#### Input for this task
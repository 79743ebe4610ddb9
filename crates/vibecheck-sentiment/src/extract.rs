//! Text extraction over an external scraping driver.

use std::collections::HashSet;

use async_trait::async_trait;
use chrono::Utc;

use crate::error::SentimentError;
use crate::platform::Platform;
use crate::types::TextUnit;

/// Anything that can turn a page URL into raw comment/reply bodies.
///
/// Implementations own whatever session they need (browser, HTTP client,
/// subprocess). The pipeline calls [`TextSource::release`] exactly once when
/// it finishes, whether or not the run completed.
#[async_trait]
pub trait TextSource: Send + Sync {
    async fn fetch_texts(&self, url: &str, platform: Platform)
        -> Result<Vec<String>, SentimentError>;

    async fn release(&self) {}

    fn name(&self) -> &str {
        "unknown"
    }
}

/// Validates raw captures into [`TextUnit`]s.
#[derive(Debug, Clone)]
pub struct TextExtractor {
    min_chars: usize,
    max_units: usize,
}

impl TextExtractor {
    /// `max_units == 0` disables the per-URL cap.
    #[must_use]
    pub fn new(min_chars: usize, max_units: usize) -> Self {
        Self {
            min_chars,
            max_units,
        }
    }

    /// Fetch and filter texts for one URL.
    ///
    /// Driver failures are logged and yield an empty vec so sibling URLs
    /// still run.
    pub async fn extract(
        &self,
        source: &dyn TextSource,
        url: &str,
        platform: Platform,
    ) -> Vec<TextUnit> {
        match source.fetch_texts(url, platform).await {
            Ok(raw) => {
                let captured = raw.len();
                let units = self.filter_texts(raw, url, platform);
                tracing::info!(
                    url,
                    %platform,
                    source = source.name(),
                    captured,
                    kept = units.len(),
                    "extracted texts"
                );
                units
            }
            Err(e) => {
                tracing::warn!(
                    url,
                    %platform,
                    source = source.name(),
                    stage = "extract",
                    error = %e,
                    "text extraction failed"
                );
                Vec::new()
            }
        }
    }

    /// Trim, drop short noise, dedup exact repeats, and cap.
    #[must_use]
    pub fn filter_texts(&self, raw: Vec<String>, url: &str, platform: Platform) -> Vec<TextUnit> {
        let collected_at = Utc::now();
        let mut seen = HashSet::new();
        let mut units = Vec::new();

        for text in raw {
            let text = text.trim();
            if text.chars().count() < self.min_chars {
                continue;
            }
            if !seen.insert(text.to_string()) {
                continue;
            }
            units.push(TextUnit {
                platform,
                source_url: url.to_string(),
                text: text.to_string(),
                collected_at,
            });
            if self.max_units > 0 && units.len() >= self.max_units {
                break;
            }
        }

        units
    }
}

#[cfg(test)]
mod tests {
    use super::*;

    struct FixedSource(Result<Vec<String>, ()>);

    #[async_trait]
    impl TextSource for FixedSource {
        async fn fetch_texts(
            &self,
            url: &str,
            _platform: Platform,
        ) -> Result<Vec<String>, SentimentError> {
            self.0.clone().map_err(|()| SentimentError::Extraction {
                url: url.to_string(),
                message: "driver crashed".to_string(),
            })
        }
    }

    fn strings(items: &[&str]) -> Vec<String> {
        items.iter().map(ToString::to_string).collect()
    }

    #[test]
    fn short_strings_are_dropped() {
        let extractor = TextExtractor::new(10, 0);
        let units = extractor.filter_texts(
            strings(&["Reply", "   ok   ", "This is a real comment body"]),
            "https://x.com/a/status/1",
            Platform::X,
        );
        assert_eq!(units.len(), 1);
        assert_eq!(units[0].text, "This is a real comment body");
        assert_eq!(units[0].platform, Platform::X);
    }

    #[test]
    fn exactly_min_chars_is_kept() {
        let extractor = TextExtractor::new(10, 0);
        let units = extractor.filter_texts(strings(&["0123456789"]), "u", Platform::Reddit);
        assert_eq!(units.len(), 1);
    }

    #[test]
    fn duplicates_are_collapsed_in_order() {
        let extractor = TextExtractor::new(3, 0);
        let units = extractor.filter_texts(
            strings(&["first comment", "second comment", "first comment"]),
            "u",
            Platform::Reddit,
        );
        let texts: Vec<&str> = units.iter().map(|u| u.text.as_str()).collect();
        assert_eq!(texts, vec!["first comment", "second comment"]);
    }

    #[test]
    fn cap_limits_units() {
        let extractor = TextExtractor::new(1, 2);
        let units = extractor.filter_texts(strings(&["aaa", "bbb", "ccc"]), "u", Platform::Reddit);
        assert_eq!(units.len(), 2);
    }

    #[tokio::test]
    async fn driver_failure_yields_empty() {
        let extractor = TextExtractor::new(10, 0);
        let source = FixedSource(Err(()));
        let units = extractor
            .extract(&source, "https://www.reddit.com/r/x", Platform::Reddit)
            .await;
        assert!(units.is_empty());
    }

    #[tokio::test]
    async fn extract_sets_source_url() {
        let extractor = TextExtractor::new(5, 0);
        let source = FixedSource(Ok(strings(&["hello from reddit"])));
        let units = extractor
            .extract(&source, "https://www.reddit.com/r/rust", Platform::Reddit)
            .await;
        assert_eq!(units.len(), 1);
        assert_eq!(units[0].source_url, "https://www.reddit.com/r/rust");
    }
}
########
■ Exercise directions: All lines of the records above that contain the word "struct" are to be copied out.

■ Worked solution:
pub struct TextExtractor {
    struct FixedSource(Result<Vec<String>, ()>);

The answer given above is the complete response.